A petrolífera americana Chevron se negou a se retratar por danos ambientais causados na Amazônia equatoriana, contrariando uma decisão de segunda instância da Justiça do Equador.
Uma sentença do tribunal da província de Sucumbíos, localizada no leste do país, determinava que, caso a empresa não se desculpasse pelos danos até a quinta-feira (2), ela deveria pagar o dobro da indenização de mais de US$ 8,6 bilhões.
O porta-voz da Chevron, James Craig, afirmou que um pedido de desculpas faria com que a empresa fizesse "uma falsa admissão da responsabilidade pelos impactos ambientais que a companhia causou".
Os demandantes da ação que sentenciou a Chevron criticaram a postura da petrolífera, que, segundo o advogado dos afetados pelos danos, Pablo Fajardo, "demonstra que [a empresa] atua com arrogância, racismo e soberba como o que vem fazendo durante todo o tempo".
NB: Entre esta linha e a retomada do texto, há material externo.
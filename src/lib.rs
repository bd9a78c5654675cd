// SPDX-License-Identifier: GPL-3.0-only

//! depth-relay - Kinect depth segmentation and streaming
//!
//! Takes depth frames from a Kinect v1, gates them into a foreground mask
//! with a near/far threshold band, extracts blob contours, optionally builds
//! a colored point cloud, and republishes the depth image as a live video
//! stream.
//!
//! # Architecture
//!
//! - [`pipeline`]: per-frame processing stages and the [`Pipeline`] driver
//! - [`backends`]: depth sources (Kinect, synthetic) and frame sinks
//!   (GStreamer, in-memory)
//! - [`app`]: session state, input dispatch and the headless loop
//! - [`terminal`]: terminal viewer
//! - [`config`]: persisted settings

pub mod app;
pub mod backends;
pub mod config;
pub mod constants;
pub mod errors;
pub mod pipeline;
pub mod terminal;

pub use app::App;
pub use config::Settings;
pub use errors::{AppError, AppResult};
pub use pipeline::{InputEvent, Pipeline, PipelineConfig, SegmentationPolicy};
No começo do ano, o tribunal de Sucumbíos ratificou a sentença que havia sido emitida em fevereiro de 2011 que reconhecia a razão de 30 mil cidadãos amazônicos, que processaram a Texaco em 1993 por danos ao meio ambiente e à saúde da comunidade durante suas operações entre 1964 e 1992, antes de fundir com a Chevron em 2001.